Economic benefits from civil legal aid

September 20, 2012 at 10:13 pm Leave a comment

My fellow bloger Richard Zorza from the inspirational accesstojustice.net blog has brought to my attention a succinct depiction of the direct and indirect benefits of civil legal aid. The analysis has been prepared by the Laura K. Abel from the National Center for Access to Justice at Cardozo Law School. Briefly, the value of civil legal aid delivered to people who cannot afford to procure legal services from the free market comes to:

– Savings of public money by reduction of domestic violence. Requests for protective orders within the serviced area fall by 35.2%. Less public money is spent on medical care, special education for affected children and police and prisons resources devoted to perpetrators;

– Savings of public money by helping children leave foster care more quickly. “In Washington State, the rate at which children were reunited with their parents was 11% higher when the parents were represented by lawyers whose caseloads were kept to a manageable level than when the parents were represented by high-volume contract attorneys.”;

– Savings of public money by reducing evictions.
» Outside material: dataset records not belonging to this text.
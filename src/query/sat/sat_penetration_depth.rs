use crate::math::{Real, Vector};
use crate::query::sat::IntervalProjection;

/// The overlap of two shapes along an axis.
#[derive(Copy, Clone, Debug, PartialEq)]
pub struct PenetrationDepth {
    /// How far the shapes would have to move apart along the axis to stop overlapping.
    ///
    /// Zero if their projections do not overlap at all.
    pub depth: Real,
    /// `true` if the projection of the second shape starts before the one of the
    /// first shape, in which case the axis must be negated to point from the
    /// first shape toward the second one.
    pub should_flip: bool,
}

/// Computes the penetration depth of two shapes along `axis`.
///
/// The axis does not need to be normalized, but must not be zero. Both shapes are
/// projected on the normalized axis, and the depth is the sum of both interval
/// lengths minus the length of their union.
pub fn penetration_depth<S1, S2>(shape1: &S1, shape2: &S2, axis: &Vector<Real>) -> PenetrationDepth
where
    S1: ?Sized + IntervalProjection,
    S2: ?Sized + IntervalProjection,
{
    let axis = axis.normalize();
    let i1 = shape1.project_on_axis(&axis);
    let i2 = shape2.project_on_axis(&axis);

    if !i1.intersects(&i2) {
        return PenetrationDepth {
            depth: 0.0,
            should_flip: false,
        };
    }

    let union = i1.merged(&i2);

    PenetrationDepth {
        depth: i1.length() + i2.length() - union.length(),
        should_flip: i2.min < i1.min,
    }
}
Tenants who are represented are significantly more likely to retain possession. In 2009-2010 New York state saved $116 million in shelter costs’;

– Savings of public money by protecting patients’ health. Civil legal aid helped patients of asthma improve their housing conditions which allowed them to stop taking steroids for about 6 months. Others were helped with health insurance, disability benefits or alleviation of health-related job discrimination;

– Savings through helping low-income people participate in safety-net programs. In 2011 the federal benefits awarded to beneficiaries of civil legal aid totalled to $348 million.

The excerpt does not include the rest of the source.